Eventually, Borders was acquired in 1992 by Kmart Corp, which married Borders to its Waldenbooks unit. Three years later, Kmart took the two book chains public as the Borders Group. But business trends proved Borders' strategy wrong. While sales at U.S. bookstores have sagged, online book sales soared.
Two weeks ago Barnes & Noble Inc. scratched its big ambitions to become a player in the tablet hardware business. On Monday, the retailer's CEO was out the door.
Barnes and Noble's CEO has stepped down amid Nook losses. William Lynch resigned as chief executive, effective immediately, in the wake of last month's news that losses at the bookseller's Nook digital business had more than doubled for the quarter ended April 27.
Mr. Lynch had been named chief executive in March 2010, having previously run the company's website. He focused his energies on the emerging digital books business and building a family of dedicated Nook digital devices, including color tablets. Although Barnes & Noble has succeeded in selling e-books, it struggled in the hardware business.
Bottom Line: The Borders CEO was blind to future impact of paper and ebooks being sold through the Internet whereas the Barnes and Noble CEO focused on developing eReader/table hardware rather than focusing on integrating ebook and other online sales opportunities with the company's retail stores.
For Barnes & Noble to remain successful as a bookseller, the company must sell ebooks in all formats; in order to satisfy the consumer's need to have the ebook fit easily into whatever eReader, tablet, smartphone or computer currently being used.
Unfortunately, Barnes & Noble Inc. had separated their book stores business from their digital business: putting the digital devices, ebooks, and a chain of 686 college bookstores into a separate corporation called Nook Media LLC.

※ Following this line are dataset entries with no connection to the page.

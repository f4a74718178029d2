//! Scan controller state machine.
//!
//! ```text
//! Init -> RampingToFirst -> Stepping -> (Lingering)? -> RampingToZero -> Closed
//! ```
//!
//! `Init` validates the configuration, builds the bias sequence and opens the output file
//! before any instrument is commanded. Everything from instrument setup to the end of
//! lingering runs inside [`run_guarded`], so `RampingToZero` is entered on every exit
//! path: normal completion, a tripped interlock, an operator interrupt, an error or a panic.
//!
//! The interlock is not an error. A reading above the current limit ends the sweep with
//! [`ScanOutcome::Aborted`], logs a warning and proceeds to teardown.

use crate::config::Timing;
use crate::error::{ScanError, ScanResult};
use crate::hardware::capabilities::{
    AcLevel, Capability, ImpedanceFunction, LcrMeter, SourceMeter, TriggerMode,
};
use crate::scan::bias::{generate, BiasInput, BiasSequence, Polarity};
use crate::scan::ramp::{prepare_voltage_source, ramp_voltage};
use crate::scan::safety::{run_guarded, Guarded, TeardownGuard, TeardownLog};
use crate::storage::{DataWriter, OutputKind, RowData, Schema, WriterConfig, WriterSession};
use std::fmt;
use std::future::{pending, Future};
use std::path::PathBuf;
use std::pin::Pin;
use std::sync::{Arc, Mutex, PoisonError};
use std::time::Duration;
use tokio::time::{sleep, Instant};
use tracing::{debug, error, info, warn};

/// Readings at or above this magnitude are the instrument's overflow marker, not a current.
pub const OVERFLOW_SENTINEL: f64 = 1e37;

/// Phase of a scan
#[derive(Debug, Clone, Copy, PartialEq, Eq)]
pub enum ScanState {
    /// Validating input and opening the output file
    Init,
    /// Moving from the prepared 0 V to the first bias point
    RampingToFirst,
    /// Walking the bias sequence
    Stepping,
    /// Re-measuring at the final bias
    Lingering,
    /// Returning to 0 V and switching off
    RampingToZero,
    /// Instruments released
    Closed,
}

impl fmt::Display for ScanState {
    fn fmt(&self, f: &mut fmt::Formatter<'_>) -> fmt::Result {
        let name = match self {
            ScanState::Init => "INIT",
            ScanState::RampingToFirst => "RAMPING_TO_FIRST",
            ScanState::Stepping => "STEPPING",
            ScanState::Lingering => "LINGERING",
            ScanState::RampingToZero => "RAMPING_TO_ZERO",
            ScanState::Closed => "CLOSED",
        };
        f.write_str(name)
    }
}

/// AC excitation of the LCR meter in CV mode
#[derive(Debug, Clone, Copy, PartialEq)]
pub struct CvSettings {
    /// AC level in volts
    pub ac_voltage: f64,
    /// AC frequency in hertz
    pub ac_frequency: f64,
}

/// Kind of sweep
#[derive(Debug, Clone, Copy, PartialEq)]
pub enum ScanMode {
    /// Current-voltage
    Iv,
    /// Capacitance-voltage
    Cv(CvSettings),
}

impl ScanMode {
    /// Output columns for `n_meas` sub-measurements per bias point.
    pub fn columns(&self, n_meas: usize) -> Vec<&'static str> {
        match (self, n_meas > 1) {
            (ScanMode::Iv, false) => vec!["timestamp", "bias", "current"],
            (ScanMode::Iv, true) => vec!["timestamp", "bias", "mean_current", "std_current"],
            (ScanMode::Cv(_), false) => vec!["timestamp", "bias", "current", "cp", "rp"],
            (ScanMode::Cv(_), true) => vec![
                "timestamp",
                "bias",
                "mean_current",
                "std_current",
                "mean_cp",
                "std_cp",
                "mean_rp",
                "std_rp",
            ],
        }
    }

    /// Output schema for `kind`; binary columns are `Float64`.
    pub fn schema(&self, n_meas: usize, kind: OutputKind) -> Schema {
        Schema::float_columns(self.columns(n_meas), kind)
    }
}

/// Continued measurement at the final bias
#[derive(Debug, Clone, Copy, PartialEq, Eq, Default)]
pub enum Linger {
    /// Go straight to teardown
    #[default]
    Off,
    /// Until the operator interrupts
    Indefinite,
    /// For a fixed time, or until interrupted
    For(Duration),
}

/// Where and how measurements are stored
#[derive(Debug, Clone)]
pub struct OutputSpec {
    /// File path; the extension is normalised to `kind`
    pub path: PathBuf,
    /// Physical encoding
    pub kind: OutputKind,
    /// Data set label
    pub identifier: String,
    /// Free-text comments; `None` writes a description of the scan
    pub comments: Option<Vec<String>>,
    /// Whether an existing file may be replaced
    pub overwrite: bool,
}

impl OutputSpec {
    /// Output with generated comments and overwrite disabled
    pub fn new(path: impl Into<PathBuf>, kind: OutputKind, identifier: impl Into<String>) -> Self {
        Self {
            path: path.into(),
            kind,
            identifier: identifier.into(),
            comments: None,
            overwrite: false,
        }
    }
}

/// Parameters of one scan
#[derive(Debug, Clone)]
pub struct ScanConfig {
    /// Scalar endpoint or explicit voltages
    pub bias: BiasInput,
    /// Points of a scalar sweep, also the point count of the ramps
    pub steps: Option<usize>,
    /// Sign applied to the bias
    pub polarity: Polarity,
    /// Reject non-monotonic explicit lists
    pub check_monotonic: bool,
    /// Interlock threshold in amperes
    pub current_limit: f64,
    /// Sub-measurements per bias point; above 1 rows hold mean and standard deviation
    pub n_meas: usize,
    /// Behaviour after a completed sweep
    pub linger: Linger,
    /// Log every step at info level
    pub log_progress: bool,
    /// Delays between instrument operations
    pub timing: Timing,
    /// Output file
    pub output: OutputSpec,
}
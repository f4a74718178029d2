//! Custom error types for bias scans.
//!
//! This module defines `ScanError`, the single error type returned by the scan controller,
//! the bias generator, the ramp engine and the data writer. It uses `thiserror` so that
//! every variant carries a readable message and lower-level errors convert with `?`.
//!
//! ## Error Hierarchy
//!
//! Variants group into the categories reported by [`ScanError::kind`]:
//!
//! - **Configuration**: bad bias input, ambiguous instrument selection, bad schema, empty
//!   identifier. Raised before any device I/O and never retried.
//! - **Convergence**: a ramp ended outside the tolerance band around its target.
//! - **ResourceConflict**: the output file exists and overwriting was not allowed.
//! - **Validation** / **Key**: a single row was rejected by the writer; nothing was written.
//! - **Io**: file system, csv or Arrow failures while persisting.
//! - **Device**: an instrument command failed. Instrument traits use `anyhow`, so the
//!   underlying error is kept opaque.
//!
//! A tripped current-limit interlock is *not* an error; it is reported through
//! [`crate::scan::ScanOutcome`].

use crate::scan::ScanReport;
use std::path::PathBuf;
use thiserror::Error;

/// Convenience alias for results using the scan error type.
pub type ScanResult<T> = std::result::Result<T, ScanError>;

/// Coarse classification of a [`ScanError`].
#[derive(Debug, Clone, Copy, PartialEq, Eq)]
pub enum ErrorKind {
    /// Invalid input detected before touching hardware.
    Configuration,
    /// A voltage ramp did not reach its target.
    Convergence,
    /// The output path is already taken.
    ResourceConflict,
    /// Row value count or value type does not fit the schema.
    Validation,
    /// Row column names do not fit the schema.
    Key,
    /// Failure while writing to disk.
    Io,
    /// Failure reported by an instrument.
    Device,
}

/// Error returned by every fallible scan, ramp and writer operation.
#[derive(Error, Debug)]
pub enum ScanError {
    /// Generic invalid setting
    #[error("Configuration validation error: {0}")]
    Configuration(String),

    /// An explicit bias list entry is not a number
    #[error("Bias voltage '{value}' cannot be converted to a float")]
    BiasConversion { value: String },

    /// Explicit bias list changes direction
    #[error("Bias voltages are not monotonic. Disable the monotonic check to allow this sequence")]
    NotMonotonic,

    /// No or several instruments match the requested role
    #[error("Cannot identify {role}: {reason}")]
    AmbiguousDevice { role: String, reason: String },

    /// Data set identifier is blank
    #[error("Identifier must be a non-empty string")]
    EmptyIdentifier,

    /// Schema entries do not fit the output kind
    #[error("Schema does not match output kind {kind}: {reason}")]
    SchemaKindMismatch { kind: String, reason: String },

    /// Output path taken and overwrite disabled
    #[error("File {} already exists. Enable overwrite to replace it", path.display())]
    FileExists { path: PathBuf },

    /// Row has the wrong number of values
    #[error("Row requires data for each column: expected {expected} values, got {got}")]
    RowLength { expected: usize, got: usize },

    /// Named row lacks a schema column
    #[error("Column field is missing: '{column}'")]
    MissingColumn { column: String },

    /// Value does not fit the column type
    #[error("Value {value} cannot be stored in column '{column}' of type {dtype}")]
    ColumnValue {
        column: String,
        dtype: String,
        value: f64,
    },

    /// Ramp finished outside the tolerance band
    #[error("Ramping voltage to target of {target} V failed ({actual} V after ramping)")]
    Convergence { target: f64, actual: f64 },

    /// Operation missing from the device capability set
    #[error("Device does not support {capability}")]
    Unsupported { capability: String },

    /// Instrument command failed
    #[error("Instrument error: {0:#}")]
    Device(#[from] anyhow::Error),

    /// Teardown failed after an otherwise clean scan
    #[error("Returning the bias to a safe state failed: {source}")]
    Teardown {
        #[source]
        source: Box<ScanError>,
        /// Outcome of the scan whose teardown failed, when the scan itself succeeded
        report: Option<Box<ScanReport>>,
    },

    /// Scan body or teardown panicked
    #[error("Scan body panicked: {0}")]
    Panicked(String),

    /// File system failure
    #[error("I/O error: {0}")]
    Io(#[from] std::io::Error),

    #[cfg(feature = "storage_csv")]
    /// csv writer failure
    #[error("CSV error: {0}")]
    Csv(#[from] csv::Error),

    #[cfg(feature = "storage_arrow")]
    /// Arrow IPC writer failure
    #[error("Arrow error: {0}")]
    Arrow(#[from] arrow::error::ArrowError),

    /// Settings file could not be loaded
    #[error("Settings error: {0}")]
    Settings(#[from] Box<figment::Error>),

    /// Output kind compiled out
    #[error("Feature '{0}' is not enabled. Please build with --features {0}")]
    FeatureNotEnabled(String),
}

impl ScanError {
    /// Classify the error into one of the scan error categories.
    pub fn kind(&self) -> ErrorKind {
        match self {
            ScanError::Configuration(_)
            | ScanError::BiasConversion { .. }
            | ScanError::NotMonotonic
            | ScanError::AmbiguousDevice { .. }
            | ScanError::EmptyIdentifier
            | ScanError::SchemaKindMismatch { .. }
            | ScanError::Settings(_)
            | ScanError::FeatureNotEnabled(_) => ErrorKind::Configuration,
            ScanError::FileExists { .. } => ErrorKind::ResourceConflict,
            ScanError::RowLength { .. } | ScanError::ColumnValue { .. } => ErrorKind::Validation,
            ScanError::MissingColumn { .. } => ErrorKind::Key,
            ScanError::Convergence { .. } => ErrorKind::Convergence,
            ScanError::Teardown { source, .. } => source.kind(),
            ScanError::Io(_) => ErrorKind::Io,
            #[cfg(feature = "storage_csv")]
            ScanError::Csv(_) => ErrorKind::Io,
            #[cfg(feature = "storage_arrow")]
            ScanError::Arrow(_) => ErrorKind::Io,
            ScanError::Device(_) | ScanError::Unsupported { .. } | ScanError::Panicked(_) => {
                ErrorKind::Device
            }
        }
    }

    /// Report of a completed scan carried by a teardown failure.
    ///
    /// The sweep outcome and row counts stay available when only the return to a safe
    /// state failed.
    pub fn report(&self) -> Option<&ScanReport> {
        match self {
            ScanError::Teardown { report, .. } => report.as_deref(),
            _ => None,
        }
    }

    /// Shorthand for a configuration error with a formatted message.
    pub fn config(msg: impl Into<String>) -> Self {
        ScanError::Configuration(msg.into())
    }

    pub(crate) fn unsupported(capability: impl std::fmt::Display) -> Self {
        ScanError::Unsupported {
            capability: capability.to_string(),
        }
    }
}

impl From<figment::Error> for ScanError {
    fn from(value: figment::Error) -> Self {
        ScanError::Settings(Box::new(value))
    }
}

#[cfg(test)]
mod tests {
    use super::*;

    #[test]
    fn classifies_writer_errors() {
        let err = ScanError::RowLength {
            expected: 3,
            got: 2,
        };
        assert_eq!(err.kind(), ErrorKind::Validation);

        let err = ScanError::MissingColumn {
            column: "bias".into(),
        };
        assert_eq!(err.kind(), ErrorKind::Key);
        assert!(err.to_string().contains("bias"));

        let err = ScanError::FileExists {
            path: PathBuf::from("run.csv"),
        };
        assert_eq!(err.kind(), ErrorKind::ResourceConflict);
    }

    #[test]
    fn teardown_keeps_inner_kind() {
        let err = ScanError::Teardown {
            source: Box::new(ScanError::Convergence {
                target: 0.0,
                actual: 12.0,
            }),
            report: None,
        };
        assert_eq!(err.kind(), ErrorKind::Convergence);
        assert!(err.report().is_none());
        assert!(err.to_string().contains("12"));
    }

    #[test]
    fn device_errors_wrap_anyhow() {
        let err: ScanError = anyhow::anyhow!("serial timeout").into();
        assert_eq!(err.kind(), ErrorKind::Device);
        assert!(err.to_string().contains("serial timeout"));
    }
}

Booksellers, like any other business, must have Strategic Leadership to Prosper
Many in management mistakenly assume that leadership style is always a function of personality rather than strategic choice. Their leadership style is based upon their innate signature talents and this represents their default leadership behavior. However, leaders can choose a different leadership style that best addresses the demands of a particular situation.
Being unaware that we can change our leadership style to match the situation at hand, we unconsciously engage our default behavior. Only when we become aware of something, are we able to make choices as to the action we wish to take.
Cultural situation awareness begins with capturing accurate and deliberate business intelligence using the very best diagnostic measurements and precision tools.
Today, the Internet allows management to know 'what's happening now' across the enterprise. Since people represent 50-80% of organizational costs and are a flexible resource through learning and innovating, engaging them for enhanced productivity is why effective leadership matters.